There wasn't a gathering after the funeral, but Mom's friend Miss Beanie suggested that we go out to lunch at the Olive Garden (which in my opinion, isn't that good). Unfortunately, the Olive Garden doesn't have crabcakes, which I was craving. Donna (Miss Beanie's sister) suggested Pappas. We all ordered the crab cake platter and I think it was the best crab cake I've ever had. It was full of backfin, and very little filler. It was lightly seasoned so the crab wasn't overwhelmed. So, if you find yourself in Bal'imer and craving a crab cake, head over to Pappas. You won't be disappointed!
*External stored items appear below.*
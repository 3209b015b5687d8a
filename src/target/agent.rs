//! Request handling on the execution target.

use std::sync::Arc;

use serde_json::{json, Value};
use tokio::io::BufReader;
use tokio::net::UnixStream;
use tokio::sync::mpsc;

use crate::batch::{BatchExecutor, DocumentRuntime, RetryPolicy};
use crate::ipc::{read_message, write_message, IpcError};
use crate::models::{CommandSpec, InboundReply, OutboundRequest, BATCH_COMMAND};

/// Answers host requests against a [`DocumentRuntime`].
pub struct TargetAgent<R: DocumentRuntime> {
    runtime: Arc<R>,
    executor: BatchExecutor<R>,
}

impl<R: DocumentRuntime + 'static> TargetAgent<R> {
    pub fn new(runtime: Arc<R>) -> Self {
        Self {
            executor: BatchExecutor::new(Arc::clone(&runtime)),
            runtime,
        }
    }

    pub fn with_retry(mut self, retry: RetryPolicy) -> Self {
        self.executor = self.executor.with_retry(retry);
        self
    }

    pub fn runtime(&self) -> &Arc<R> {
        &self.runtime
    }

    /// Run one request and build its reply. Never fails; errors go in the reply.
    pub async fn handle(&self, request: OutboundRequest) -> InboundReply {
        let args = request.args_map();
        let outcome = if request.command == BATCH_COMMAND {
            self.run_batch(args.get("commands")).await
        } else {
            self.runtime
                .run_command(&request.command, &args)
                .await
                .map_err(|e| e.to_string())
        };

        match outcome {
            Ok(result) => InboundReply::success(request.id, result),
            Err(error) => {
                tracing::debug!(id = %request.id, command = %request.command, %error, "Command failed");
                InboundReply::failure(request.id, error)
            }
        }
    }

    async fn run_batch(&self, commands: Option<&Value>) -> Result<Value, String> {
        let commands: Vec<CommandSpec> = match commands {
            Some(value) => serde_json::from_value(value.clone())
                .map_err(|e| format!("Invalid batch commands: {}", e))?,
            None => return Err("Batch is missing 'commands'".to_string()),
        };

        let outcome = self.executor.execute(commands).await.map_err(|e| {
            let created = e.created().len();
            if created > 0 {
                format!("{} ({} entities were created before the failure)", e, created)
            } else {
                e.to_string()
            }
        })?;
        Ok(json!(outcome))
    }

    /// Serve requests from the host until it hangs up.
    ///
    /// Requests run concurrently; replies are written in completion order.
    pub async fn serve(self: Arc<Self>, stream: UnixStream) -> Result<(), IpcError> {
        let (read_half, mut write_half) = stream.into_split();
        let (reply_tx, mut reply_rx) = mpsc::unbounded_channel::<InboundReply>();

        let writer = tokio::spawn(async move {
            while let Some(reply) = reply_rx.recv().await {
                let body = match serde_json::to_string(&reply) {
                    Ok(body) => body,
                    Err(e) => {
                        tracing::error!(id = %reply.id, error = %e, "Failed to encode reply");
                        continue;
                    }
                };
                if let Err(e) = write_message(&mut write_half, &body).await {
                    tracing::warn!(error = %e, "Failed to write reply to host");
                    break;
                }
            }
        });

        let mut reader = BufReader::new(read_half);
        let result = loop {
            let body = match read_message(&mut reader).await {
                Ok(Some(body)) => body,
                Ok(None) => break Ok(()),
                Err(e) => break Err(IpcError::Protocol(e.to_string())),
            };
            let request: OutboundRequest = match serde_json::from_str(&body) {
                Ok(request) => request,
                Err(e) => {
                    tracing::warn!(error = %e, "Ignoring malformed request");
                    continue;
                }
            };

            tracing::debug!(id = %request.id, command = %request.command, "Request received");
            let agent = Arc::clone(&self);
            let reply_tx = reply_tx.clone();
            tokio::spawn(async move {
                let reply = agent.handle(request).await;
                let _ = reply_tx.send(reply);
            });
        };

        tracing::info!("Host connection closed");
        drop(reply_tx);
        writer.abort();
        result
    }
}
So what was strange about the week? It was the meeting of two cultures, I guess, that of mourning, and that of normalcy. I felt that my perspective shifted during the viewing and funeral. It didn't shift a lot, but enough to throw me off for the remainder of the week. I think I'm back now, but still have that lagging behind feeling.

Emma Update
Emma has fully integrated into our household and now has run of the entire house. She has discovered the bed and the large, warm cat toys (us) that inhabit it every night. Needless to say, we haven't gotten very good sleep. When she isn't pouncing on us, she's trying to sleep between the pillows, which greatly bothers Tom. So I'm sleeping very lightly in an attempt to keep her away from Tom. It's not working very well. And there are times when I have to banish her from the bedroom because she gets too riled up.

Tom broached the subject of getting another cat last night, to be a companion for Emma. He thinks she's lonely. I'm not so sure about that. How does one tell if a cat is craving companionship?

Knitting News
There's not much to report here. I made some progress on the Spirit Trail sock on the drives back and forth to Baltimore and have only a short length to go before I start the toe decreases. I have not touched either of the girls' sweaters and can officially declare myself screwed for completing these by Christmas. I might be able to finish them if I knit 12 hours a day for each day remaining in December. Henceforth, I will knit only on the sweaters and one other Christmas present. I will knit on one sweater every morning, the other Christmas present at lunch, and the other sweater every evening. And if I'm really, really lucky, I might complete one sleeve for each sweater by Christmas morning.